(*This story was updated at 7:50 a.m. on 1/12/21 to include comment from the Wolf administration)
Gov. Tom Wolf has tapped a senior aide to state Auditor General Eugene DePasquale to run the state’s Office of Open Records.
Liz Gerloff Wagenseller will replace current open records chief Erik Arneson, whose six-year term expires this Wednesday. She’ll take over on Jan. 19, the administration said in a statement.
“Liz brings a wealth of experience to the Office of Open Records,” Wolf said in a statement. “She is an astute administrator with a deep commitment to transparency. Liz will be an asset to the Office of Open Records and a key player in my administration’s efforts to approve transparency in government.”
Wolf credited Arneson, a former journalist and long-serving Republican Senate aide, for the “hard work and dedication,” that was “critical to maintaining and improving the open records process.”
*In an email, administration spokeswoman Lyndsay Kensinger wrote that “Liz’s experience and commitment to transparency and accountability will help ensure the Office of Open Records will continue to fulfill its mission of enforcing the state’s open records law.”
*In a letter to Wolf, Arneson said he would have liked to have been reappointed, and said he looked forward to working with incoming Republican state Treasurer-elect Stacy Garrity to “advance issues of transparency in new ways.”
In a series of Tweets, Arneson thanked Wolf for “recognizing and respecting the independence of the Office of Open Records. Absolutely vital for that independence to continue.”
To the administration of Governor Tom Wolf: Thank you for recognizing and respecting the independence of the Office of Open Records. Absolutely vital for that independence to continue.
— Erik Arneson (@ErikOpenRecords) January 11, 2021
Arneson was appointed the state’s second open records director in January 2015. It was one of the last acts by then-Republican Gov. Tom Corbett before he handed off control over the executive branch to Wolf, a York County Democrat, PennLive reported at the time.
The timing of Arneson’s appointment raised eyebrows. The state’s first open records czar, attorney Terry Mutchler, left when her first term expired in April 2014, leaving the position open for six months, and giving Arneson’s 11th-hour appointment the air of a political going-away present.

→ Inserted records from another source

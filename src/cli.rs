use std::io;
use std::path::PathBuf;

use anyhow::{Context, Result};
use clap::{ArgGroup, Parser};
use tracing::warn;

use rttmon::config::Config;
use rttmon::engine::{local_addr_of, CaptureSource, Monitor, PcapSource};
use rttmon::output::{
    ObservationWriter, OutputFormat, FLUSH_INTERVAL, PIPELINE_FLUSH_INTERVAL,
};

#[derive(Parser)]
#[command(name = "rttmon", version)]
#[command(about = "Passive TCP round-trip delay and sequence anomaly monitor")]
#[command(group(ArgGroup::new("source").required(true).args(["interface", "read"])))]
pub struct Cli {
    /// Live capture from this interface
    #[arg(short = 'i', long)]
    pub interface: Option<String>,

    /// Read packets from a pcap savefile
    #[arg(short = 'r', long)]
    pub read: Option<PathBuf>,

    /// Extra BPF filter, ANDed with "tcp".
    /// E.g. -f 'net 74.125.0.0/16' only watches that network
    #[arg(short = 'f', long)]
    pub filter: Option<String>,

    /// Stop after this many packets
    #[arg(short = 'c', long)]
    pub count: Option<u64>,

    /// Stop after this many capture seconds
    #[arg(short = 's', long)]
    pub seconds: Option<f64>,

    /// Don't print summary reports
    #[arg(short = 'q', long)]
    pub quiet: bool,

    /// Print summary reports every sumInt seconds (default)
    #[arg(short = 'v', long)]
    pub verbose: bool,

    /// Show delays through local host applications
    #[arg(short = 'l', long = "showLocal")]
    pub show_local: bool,

    /// Machine-readable output: timestamps as absolute seconds, delays as
    /// bare decimal seconds, microsecond resolution
    #[arg(short = 'm', long)]
    pub machine: bool,

    /// Only print lines carrying a delay sample
    #[arg(short = 'Q', long)]
    pub quick: bool,

    /// Summary report interval in seconds
    #[arg(long = "sumInt")]
    pub sum_int: Option<f64>,

    /// Max age of an unmatched correlation entry in seconds
    #[arg(long = "rtdMaxAge")]
    pub rtd_max_age: Option<f64>,

    /// Flows idle longer than this many seconds are deleted
    #[arg(long = "flowMaxIdle")]
    pub flow_max_idle: Option<f64>,

    /// Maximum concurrent flows
    #[arg(long = "maxFlows")]
    pub max_flows: Option<usize>,

    /// Sequence deltas above this are treated as 32-bit wrap
    #[arg(long = "seqWrapThreshold")]
    pub seq_wrap_threshold: Option<u32>,

    /// Path to a TOML configuration file
    #[arg(long)]
    pub config: Option<PathBuf>,
}

impl Cli {
    /// Fold the flags over the (possibly file-loaded) configuration
    fn apply_to(&self, config: &mut Config) {
        if let Some(v) = self.sum_int {
            config.monitor.sum_interval = v;
        }
        if let Some(v) = self.rtd_max_age {
            config.monitor.rtd_max_age = v;
        }
        if let Some(v) = self.flow_max_idle {
            config.monitor.flow_max_idle = v;
        }
        if let Some(v) = self.max_flows {
            config.monitor.max_flows = v;
        }
        if let Some(v) = self.seq_wrap_threshold {
            config.monitor.seq_wrap_threshold = v;
        }
        if let Some(n) = self.count {
            config.monitor.max_packets = n;
        }
        if let Some(s) = self.seconds {
            config.monitor.time_to_run = s;
        }
        if self.quiet {
            config.monitor.sum_interval = 0.0;
        }
        if self.quick {
            config.monitor.quick = true;
        }
        if self.show_local {
            config.monitor.filter_local = false;
        }
    }
}

pub fn run_command(cli: Cli) -> Result<()> {
    let mut config = match &cli.config {
        Some(path) => Config::load(path)?,
        None => Config::default(),
    };
    cli.apply_to(&mut config);

    let live = cli.interface.is_some();
    let source = match (&cli.interface, &cli.read) {
        (Some(ifname), _) => CaptureSource::Live(ifname.clone()),
        (None, Some(path)) => CaptureSource::File(path.clone()),
        (None, None) => unreachable!("clap requires a capture source"),
    };

    // Local filtering needs the interface's address; without one it is off
    let local_ip = if config.monitor.filter_local {
        match &cli.interface {
            Some(ifname) => {
                let addr = local_addr_of(ifname);
                if addr.is_none() {
                    warn!("no IPv4 address on {}, local filtering disabled", ifname);
                }
                addr
            }
            None => None,
        }
    } else {
        None
    };
    if local_ip.is_none() {
        config.monitor.filter_local = false;
    }

    let mut source = PcapSource::open(&source, &config.capture, cli.filter.as_deref())
        .context("Failed to open capture source")?;

    let format = if cli.machine {
        OutputFormat::Machine
    } else {
        OutputFormat::Human
    };
    // A live pipeline wants its data promptly
    let flush_interval = if live && cli.machine {
        PIPELINE_FLUSH_INTERVAL
    } else {
        FLUSH_INTERVAL
    };
    let stdout = io::stdout();
    let mut writer = ObservationWriter::new(
        io::BufWriter::new(stdout.lock()),
        format,
        flush_interval,
    );

    let mut monitor = Monitor::new(config.monitor.clone(), local_ip);
    monitor.run(&mut source, &mut writer)?;
    Ok(())
}

#[cfg(test)]
mod tests {
    use super::*;

    #[test]
    fn test_requires_a_source() {
        assert!(Cli::try_parse_from(["rttmon"]).is_err());
        assert!(Cli::try_parse_from(["rttmon", "-r", "x.pcap"]).is_ok());
        assert!(Cli::try_parse_from(["rttmon", "-i", "eth0"]).is_ok());
        assert!(Cli::try_parse_from(["rttmon", "-i", "eth0", "-r", "x.pcap"]).is_err());
    }

    #[test]
    fn test_quiet_and_quick_are_distinct() {
        let cli = Cli::try_parse_from(["rttmon", "-r", "x.pcap", "-q"]).unwrap();
        assert!(cli.quiet);
        assert!(!cli.quick);

        let cli = Cli::try_parse_from(["rttmon", "-r", "x.pcap", "-Q"]).unwrap();
        assert!(cli.quick);
        assert!(!cli.quiet);
    }

    #[test]
    fn test_flags_override_config() {
        let cli = Cli::try_parse_from([
            "rttmon",
            "-r",
            "x.pcap",
            "-q",
            "-l",
            "-c",
            "500",
            "--rtdMaxAge",
            "2.5",
            "--flowMaxIdle",
            "60",
        ])
        .unwrap();

        let mut config = Config::default();
        cli.apply_to(&mut config);

        assert_eq!(config.monitor.sum_interval, 0.0);
        assert!(!config.monitor.filter_local);
        assert_eq!(config.monitor.max_packets, 500);
        assert_eq!(config.monitor.rtd_max_age, 2.5);
        assert_eq!(config.monitor.flow_max_idle, 60.0);
    }

    #[test]
    fn test_long_option_names() {
        let cli = Cli::try_parse_from([
            "rttmon",
            "--read",
            "x.pcap",
            "--sumInt",
            "30",
            "--maxFlows",
            "100",
        ])
        .unwrap();
        assert_eq!(cli.sum_int, Some(30.0));
        assert_eq!(cli.max_flows, Some(100));
    }
}
//! Directional flow identity and per-flow state

use std::net::IpAddr;

/// Directional flow identifier: the 4-tuple as seen on the packet.
///
/// Unlike a normalized connection key, the two directions of a connection
/// are distinct `FlowKey`s; `reversed()` yields the other one.
#[derive(Debug, Clone, Copy, PartialEq, Eq, Hash)]
pub struct FlowKey {
    pub src_ip: IpAddr,
    pub src_port: u16,
    pub dst_ip: IpAddr,
    pub dst_port: u16,
}

impl FlowKey {
    /// The key of the reverse-direction flow
    pub fn reversed(&self) -> Self {
        Self {
            src_ip: self.dst_ip,
            src_port: self.dst_port,
            dst_ip: self.src_ip,
            dst_port: self.src_port,
        }
    }

    /// Printable form: `srcIP:srcPort+dstIP:dstPort`
    pub fn name(&self) -> String {
        format!(
            "{}:{}+{}:{}",
            self.src_ip, self.src_port, self.dst_ip, self.dst_port
        )
    }
}

impl std::fmt::Display for FlowKey {
    fn fmt(&self, f: &mut std::fmt::Formatter<'_>) -> std::fmt::Result {
        write!(
            f,
            "{}:{}+{}:{}",
            self.src_ip, self.src_port, self.dst_ip, self.dst_port
        )
    }
}

/// Per-direction flow state.
///
/// `last_seq` holds the prior packet's sequence number (plus one after a
/// SYN or FIN); the next expected sequence number is `last_seq + last_pay`.
#[derive(Debug, Clone)]
pub struct FlowRecord {
    /// Printable flow name
    pub name: String,
    /// Cumulative on-wire bytes in this direction
    pub bytes_sent: u64,
    /// Capture time of the most recent packet in this direction
    pub last_time: f64,
    /// Sequence number of the prior packet (SYN/FIN contribute +1)
    pub last_seq: u32,
    /// Payload bytes of the prior packet
    pub last_pay: u32,
    /// Acknowledgment number of the prior packet
    pub last_ack: u32,
    /// Set once the reverse-direction flow has been observed
    pub bidirectional: bool,
}

impl FlowRecord {
    pub fn new(key: &FlowKey, bidirectional: bool) -> Self {
        Self {
            name: key.name(),
            bytes_sent: 0,
            last_time: 0.0,
            last_seq: 0,
            last_pay: 0,
            last_ack: 0,
            bidirectional,
        }
    }
}

#[cfg(test)]
mod tests {
    use super::*;
    use std::net::Ipv4Addr;

    fn key() -> FlowKey {
        FlowKey {
            src_ip: IpAddr::V4(Ipv4Addr::new(192, 168, 1, 100)),
            src_port: 54321,
            dst_ip: IpAddr::V4(Ipv4Addr::new(10, 0, 0, 1)),
            dst_port: 443,
        }
    }

    #[test]
    fn test_key_name() {
        assert_eq!(key().name(), "192.168.1.100:54321+10.0.0.1:443");
    }

    #[test]
    fn test_key_reversal() {
        let k = key();
        let r = k.reversed();
        assert_eq!(r.name(), "10.0.0.1:443+192.168.1.100:54321");
        assert_eq!(r.reversed(), k);
        assert_ne!(k, r);
    }

    #[test]
    fn test_new_record() {
        let rec = FlowRecord::new(&key(), false);
        assert_eq!(rec.name, key().name());
        assert_eq!(rec.bytes_sent, 0);
        assert_eq!(rec.last_seq, 0);
        assert!(!rec.bidirectional);
    }
}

Arneson, who served as chief of staff to former Senate Majority Leader Dominic Pileggi, of *Delaware County, was instrumental in helping to write the the state’s revamped open records law in 2008. Arneson previously served ex-Senate Majority Leader David J. “Chip” Brightbill, R-Lebanon, who lost during the 2006 primary, and was replaced by now-former GOP Sen. Mike Folmer.
In one of his first acts after taking office in 2015, Wolf tried to fire Arneson, sparking a fight with the Republican-controlled state Senate, where Arneson was popular and still enjoyed support because of his years of service. Sen Jake Corman, R-Centre, then the new Senate majority leader declared the nascent administration’s honeymoon dead on arrival, PennLive reported.
For his part, Arneson contested the legality of the administration’s decision to recall the 28 executive nominations that Corbett administration had made in its waning days, the Tribune-Review reported at the time.
In its statement, the Wolf administration touted Gerloff Wagenseller’s credentials as DePasquale’s chief aide, saying she “oversees operations, directs strategy and ensures transparency through collaboration with stakeholders, legislators and the public.
In addition, “Gerloff Wagenseller has more than 16 years of experience in the public and private sectors designing and implementing political and communications strategy,” the administration said in its statement.
DePasquale, a York County Democrat who unsuccessfully ran for central Pennsylvania’s 10th Congressional District last November, will leave office this month after serving the constitutional maximum of two terms. He’s being replaced by Republican Tim DeFoor, who will be the first Black man to hold the post.